I’ve been aware of Hännah Ettinger (and her blog Wine and Marblefor the past several months through Twitter, but I’ve only recently come to know her and her story. It’s only been since then that I’ve spent time reading her blog. Hers is one of those blogs I’m kicking myself for not following sooner.  She’s a gifted writer with a gentle spirit and she is my newest addition to my Reader. So grateful she’s willing to share her story here.  


When other bloggers were picking their “one word” for the year, I was sitting alone in a dark basement apartment, crying and marathon-watching Doctor Who to try to keep from calling my husband and begging him (again) to change his mind.

I’d seen all the blog posts about this “one word” thing—I’d followed the trend since it started and 2013 was the year I planned to pick one and jump on the bandwagon. It seemed like a really neat way to go through the year, with the word as a touchstone, a point of meditation, and an inspiration for self-examination.
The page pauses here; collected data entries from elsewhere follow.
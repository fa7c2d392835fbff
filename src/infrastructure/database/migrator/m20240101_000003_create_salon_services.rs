//! Bookable services and appointment statuses
//!
//! The three statuses are reference data: booking logic addresses them by id.

use chrono::Utc;
use sea_orm_migration::prelude::*;

const STATUSES: [(i32, &str); 3] = [(1, "Reserved"), (2, "Cancelled"), (3, "Completed")];

#[derive(DeriveMigrationName)]
pub struct Migration;

#[async_trait::async_trait]
impl MigrationTrait for Migration {
    async fn up(&self, manager: &SchemaManager) -> Result<(), DbErr> {
        manager
            .create_table(
                Table::create()
                    .table(Statuses::Table)
                    .if_not_exists()
                    .col(
                        ColumnDef::new(Statuses::Id)
                            .integer()
                            .not_null()
                            .auto_increment()
                            .primary_key(),
                    )
                    .col(ColumnDef::new(Statuses::Name).string().not_null())
                    .col(ColumnDef::new(Statuses::IsActive).boolean().not_null().default(true))
                    .col(
                        ColumnDef::new(Statuses::CreatedAt)
                            .timestamp_with_time_zone()
                            .not_null(),
                    )
                    .to_owned(),
            )
            .await?;

        let mut seed = Query::insert();
        seed.into_table(Statuses::Table).columns([
            Statuses::Id,
            Statuses::Name,
            Statuses::IsActive,
            Statuses::CreatedAt,
        ]);
        for (id, name) in STATUSES {
            seed.values([id.into(), name.into(), true.into(), Utc::now().into()])
                .map_err(|e| DbErr::Migration(e.to_string()))?;
        }
        manager.exec_stmt(seed).await?;

        manager
            .create_table(
                Table::create()
                    .table(Lengths::Table)
                    .if_not_exists()
                    .col(
                        ColumnDef::new(Lengths::Id)
                            .integer()
                            .not_null()
                            .auto_increment()
                            .primary_key(),
                    )
                    .col(ColumnDef::new(Lengths::Name).string().not_null())
                    .col(ColumnDef::new(Lengths::Image).binary())
                    .col(ColumnDef::new(Lengths::IsActive).boolean().not_null().default(true))
                    .col(
                        ColumnDef::new(Lengths::CreatedAt)
                            .timestamp_with_time_zone()
                            .not_null(),
                    )
                    .to_owned(),
            )
            .await?;

        manager
            .create_table(
                Table::create()
                    .table(Hairstyles::Table)
                    .if_not_exists()
                    .col(
                        ColumnDef::new(Hairstyles::Id)
                            .integer()
                            .not_null()
                            .auto_increment()
                            .primary_key(),
                    )
                    .col(ColumnDef::new(Hairstyles::Name).string().not_null())
                    .col(ColumnDef::new(Hairstyles::Image).binary())
                    .col(ColumnDef::new(Hairstyles::Price).decimal_len(10, 2).not_null())
                    .col(ColumnDef::new(Hairstyles::IsActive).boolean().not_null().default(true))
                    .col(ColumnDef::new(Hairstyles::LengthId).integer().not_null())
                    .col(
                        ColumnDef::new(Hairstyles::CreatedAt)
                            .timestamp_with_time_zone()
                            .not_null(),
                    )
                    .foreign_key(
                        ForeignKey::create()
                            .name("fk_hairstyles_length")
                            .from(Hairstyles::Table, Hairstyles::LengthId)
                            .to(Lengths::Table, Lengths::Id),
                    )
                    .to_owned(),
            )
            .await?;

        manager
            .create_table(
                Table::create()
                    .table(FacialHairs::Table)
                    .if_not_exists()
                    .col(
                        ColumnDef::new(FacialHairs::Id)
                            .integer()
                            .not_null()
                            .auto_increment()
                            .primary_key(),
                    )
                    .col(ColumnDef::new(FacialHairs::Name).string().not_null())
                    .col(ColumnDef::new(FacialHairs::Image).binary())
                    .col(ColumnDef::new(FacialHairs::Price).decimal_len(10, 2).not_null())
                    .col(ColumnDef::new(FacialHairs::IsActive).boolean().not_null().default(true))
                    .col(
                        ColumnDef::new(FacialHairs::CreatedAt)
                            .timestamp_with_time_zone()
                            .not_null(),
                    )
                    .to_owned(),
            )
            .await?;

        manager
            .create_table(
                Table::create()
                    .table(Dyings::Table)
                    .if_not_exists()
                    .col(
                        ColumnDef::new(Dyings::Id)
                            .integer()
                            .not_null()
                            .auto_increment()
                            .primary_key(),
                    )
                    .col(ColumnDef::new(Dyings::Name).string().not_null())
                    .col(ColumnDef::new(Dyings::HexCode).string_len(7))
                    .col(ColumnDef::new(Dyings::IsActive).boolean().not_null().default(true))
                    .col(
                        ColumnDef::new(Dyings::CreatedAt)
                            .timestamp_with_time_zone()
                            .not_null(),
                    )
                    .to_owned(),
            )
            .await
    }

    async fn down(&self, manager: &SchemaManager) -> Result<(), DbErr> {
        manager
            .drop_table(Table::drop().table(Dyings::Table).to_owned())
            .await?;
        manager
            .drop_table(Table::drop().table(FacialHairs::Table).to_owned())
            .await?;
        manager
            .drop_table(Table::drop().table(Hairstyles::Table).to_owned())
            .await?;
        manager
            .drop_table(Table::drop().table(Lengths::Table).to_owned())
            .await?;
        manager
            .drop_table(Table::drop().table(Statuses::Table).to_owned())
            .await
    }
}

#[derive(Iden)]
pub enum Statuses {
    Table,
    Id,
    Name,
    IsActive,
    CreatedAt,
}

#[derive(Iden)]
pub enum Lengths {
    Table,
    Id,
    Name,
    Image,
    IsActive,
    CreatedAt,
}

#[derive(Iden)]
pub enum Hairstyles {
    Table,
    Id,
    Name,
    Image,
    Price,
    IsActive,
    LengthId,
    CreatedAt,
}

#[derive(Iden)]
pub enum FacialHairs {
    Table,
    Id,
    Name,
    Image,
    Price,
    IsActive,
    CreatedAt,
}

#[derive(Iden)]
pub enum Dyings {
    Table,
    Id,
    Name,
    HexCode,
    IsActive,
    CreatedAt,
}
But nothing went as planned, and instead of picking a word for 2013, I had to pack up my things and move out (the first of many moves this year). Lying in bed with insomnia until winter’s end, I would often turn over words in my mind, trying to decide what my word would have been if things hadn’t gone this way.
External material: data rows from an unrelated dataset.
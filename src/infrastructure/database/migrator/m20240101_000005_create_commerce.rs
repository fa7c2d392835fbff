//! Carts, cart items, orders and order items

use sea_orm_migration::prelude::*;

use super::m20240101_000001_create_identity::Users;
use super::m20240101_000002_create_catalog::Products;

#[derive(DeriveMigrationName)]
pub struct Migration;

#[async_trait::async_trait]
impl MigrationTrait for Migration {
    async fn up(&self, manager: &SchemaManager) -> Result<(), DbErr> {
        manager
            .create_table(
                Table::create()
                    .table(Carts::Table)
                    .if_not_exists()
                    .col(
                        ColumnDef::new(Carts::Id)
                            .integer()
                            .not_null()
                            .auto_increment()
                            .primary_key(),
                    )
                    .col(ColumnDef::new(Carts::UserId).integer().not_null())
                    .col(ColumnDef::new(Carts::IsActive).boolean().not_null().default(true))
                    .col(ColumnDef::new(Carts::CreatedAt).timestamp_with_time_zone().not_null())
                    .col(ColumnDef::new(Carts::UpdatedAt).timestamp_with_time_zone())
                    .col(ColumnDef::new(Carts::ExpiresAt).timestamp_with_time_zone())
                    .foreign_key(
                        ForeignKey::create()
                            .name("fk_carts_user")
                            .from(Carts::Table, Carts::UserId)
                            .to(Users::Table, Users::Id)
                            .on_delete(ForeignKeyAction::Cascade),
                    )
                    .to_owned(),
            )
            .await?;

        manager
            .create_index(
                Index::create()
                    .name("idx_carts_user")
                    .table(Carts::Table)
                    .col(Carts::UserId)
                    .to_owned(),
            )
            .await?;

        manager
            .create_table(
                Table::create()
                    .table(CartItems::Table)
                    .if_not_exists()
                    .col(
                        ColumnDef::new(CartItems::Id)
                            .integer()
                            .not_null()
                            .auto_increment()
                            .primary_key(),
                    )
                    .col(ColumnDef::new(CartItems::CartId).integer().not_null())
                    .col(ColumnDef::new(CartItems::ProductId).integer().not_null())
                    .col(ColumnDef::new(CartItems::Quantity).integer().not_null())
                    .col(
                        ColumnDef::new(CartItems::CreatedAt)
                            .timestamp_with_time_zone()
                            .not_null(),
                    )
                    .col(ColumnDef::new(CartItems::UpdatedAt).timestamp_with_time_zone())
                    .foreign_key(
                        ForeignKey::create()
                            .name("fk_cart_items_cart")
                            .from(CartItems::Table, CartItems::CartId)
                            .to(Carts::Table, Carts::Id)
                            .on_delete(ForeignKeyAction::Cascade),
                    )
                    .foreign_key(
                        ForeignKey::create()
                            .name("fk_cart_items_product")
                            .from(CartItems::Table, CartItems::ProductId)
                            .to(Products::Table, Products::Id),
                    )
                    .to_owned(),
            )
            .await?;

        manager
            .create_index(
                Index::create()
                    .name("idx_cart_items_cart_product")
                    .table(CartItems::Table)
                    .col(CartItems::CartId)
                    .col(CartItems::ProductId)
                    .unique()
                    .to_owned(),
            )
            .await?;

        manager
            .create_table(
                Table::create()
                    .table(Orders::Table)
                    .if_not_exists()
                    .col(
                        ColumnDef::new(Orders::Id)
                            .integer()
                            .not_null()
                            .auto_increment()
                            .primary_key(),
                    )
                    .col(ColumnDef::new(Orders::OrderNumber).string().not_null().default(""))
                    .col(ColumnDef::new(Orders::TotalAmount).decimal_len(10, 2).not_null())
                    .col(ColumnDef::new(Orders::IsActive).boolean().not_null().default(true))
                    .col(ColumnDef::new(Orders::UserId).integer().not_null())
                    .col(ColumnDef::new(Orders::CreatedAt).timestamp_with_time_zone().not_null())
                    .foreign_key(
                        ForeignKey::create()
                            .name("fk_orders_user")
                            .from(Orders::Table, Orders::UserId)
                            .to(Users::Table, Users::Id),
                    )
                    .to_owned(),
            )
            .await?;

        manager
            .create_table(
                Table::create()
                    .table(OrderItems::Table)
                    .if_not_exists()
                    .col(
                        ColumnDef::new(OrderItems::Id)
                            .integer()
                            .not_null()
                            .auto_increment()
                            .primary_key(),
                    )
                    .col(ColumnDef::new(OrderItems::OrderId).integer().not_null())
                    .col(ColumnDef::new(OrderItems::ProductId).integer().not_null())
                    .col(ColumnDef::new(OrderItems::Quantity).integer().not_null())
                    .col(ColumnDef::new(OrderItems::UnitPrice).decimal_len(10, 2).not_null())
                    .col(ColumnDef::new(OrderItems::TotalPrice).decimal_len(10, 2).not_null())
                    .col(
                        ColumnDef::new(OrderItems::CreatedAt)
                            .timestamp_with_time_zone()
                            .not_null(),
                    )
                    .foreign_key(
                        ForeignKey::create()
                            .name("fk_order_items_order")
                            .from(OrderItems::Table, OrderItems::OrderId)
                            .to(Orders::Table, Orders::Id)
                            .on_delete(ForeignKeyAction::Cascade),
                    )
                    .foreign_key(
                        ForeignKey::create()
                            .name("fk_order_items_product")
                            .from(OrderItems::Table, OrderItems::ProductId)
                            .to(Products::Table, Products::Id),
                    )
                    .to_owned(),
            )
            .await
    }

    async fn down(&self, manager: &SchemaManager) -> Result<(), DbErr> {
        manager
            .drop_table(Table::drop().table(OrderItems::Table).to_owned())
            .await?;
        manager
            .drop_table(Table::drop().table(Orders::Table).to_owned())
            .await?;
        manager
            .drop_table(Table::drop().table(CartItems::Table).to_owned())
            .await?;
        manager
            .drop_table(Table::drop().table(Carts::Table).to_owned())
            .await
    }
}

#[derive(Iden)]
pub enum Carts {
    Table,
    Id,
    UserId,
    IsActive,
    CreatedAt,
    UpdatedAt,
    ExpiresAt,
}

#[derive(Iden)]
pub enum CartItems {
    Table,
    Id,
    CartId,
    ProductId,
    Quantity,
    CreatedAt,
    UpdatedAt,
}

#[derive(Iden)]
pub enum Orders {
    Table,
    Id,
    OrderNumber,
    TotalAmount,
    IsActive,
    UserId,
    CreatedAt,
}

#[derive(Iden)]
pub enum OrderItems {
    Table,
    Id,
    OrderId,
    ProductId,
    Quantity,
    UnitPrice,
    TotalPrice,
    CreatedAt,
}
I could never pick a word.


My husband bailed on our marriage after Christmas, and by New Year’s Day it was evident that I had to be the one to move out.

Sometime in February, after weeks of crying, insomnia, shock, and total silence from God, I was sitting at my desk in someone’s spare room, trying to journal. And the phrase “you are held” came to me, like a friend’s hand resting softly on my shoulder. I put the phrase in my pocket for later, unable to connect to it or feel anything.  But it wouldn’t go away.

I was a vagabond, moving (out of necessity) seven times in eight months. I lived with friends, strangers, extended family, and in-laws until I finally saved up enough to move into my own apartment. But when I had only been there for a month, I came out of a depression-induced fog and realized that I needed to quit my job to keep my sanity. And with every change, that phrase kept coming back and bouncing off the walls of my mind.

You are held. 

You are held

You are held.

I would touch it like a worry stone in my pocket, smooth and hard and quiet, after I’d finished crying myself out over each new change. What now? I’d think. You are held would be the answer.

After some scrambling, my choices were clear: I could stay there in DC (I city I have never loved), move to Richmond, Va (where my family lives), or I could try for the more radical approach and go home to California, where I left my heart when my family moved out east in 2000.  And so I boarded a plane with my suitcase and my cat, having left all my books and kitchen things (the last remaining vestiges of my “settled” life from my married home—all the things that I depended on to make a space mine), and landed in LA, unsure what would happen next. All I knew was I was supposed to be here and “you are held” was holding true.

In the flurry of all these changes, I’ve had a spiritual rebirth of sorts (or, at least, I feel like I am working toward one) as layer after layer of heavy things has been stripped away. I am Eustace in the pool, and the lion is tearing deeper. But for every chunk of me that’s fallen to the ground and been lost, that phrase has stayed, no louder than before, but stubborn. You are held.

Church has been the most stable and healing part of my life (for once). While I can pray only in old prayers, pouring myself into their mold and laying myself out there, I have felt heard and cared for by the folks there in ways that are new and wonderful to me. I’ve been writing more, too, finally getting through layers of self-numbing that kept me from my fiction project for a couple years. I’m waking up in new ways and it feels strange and bewildering and right.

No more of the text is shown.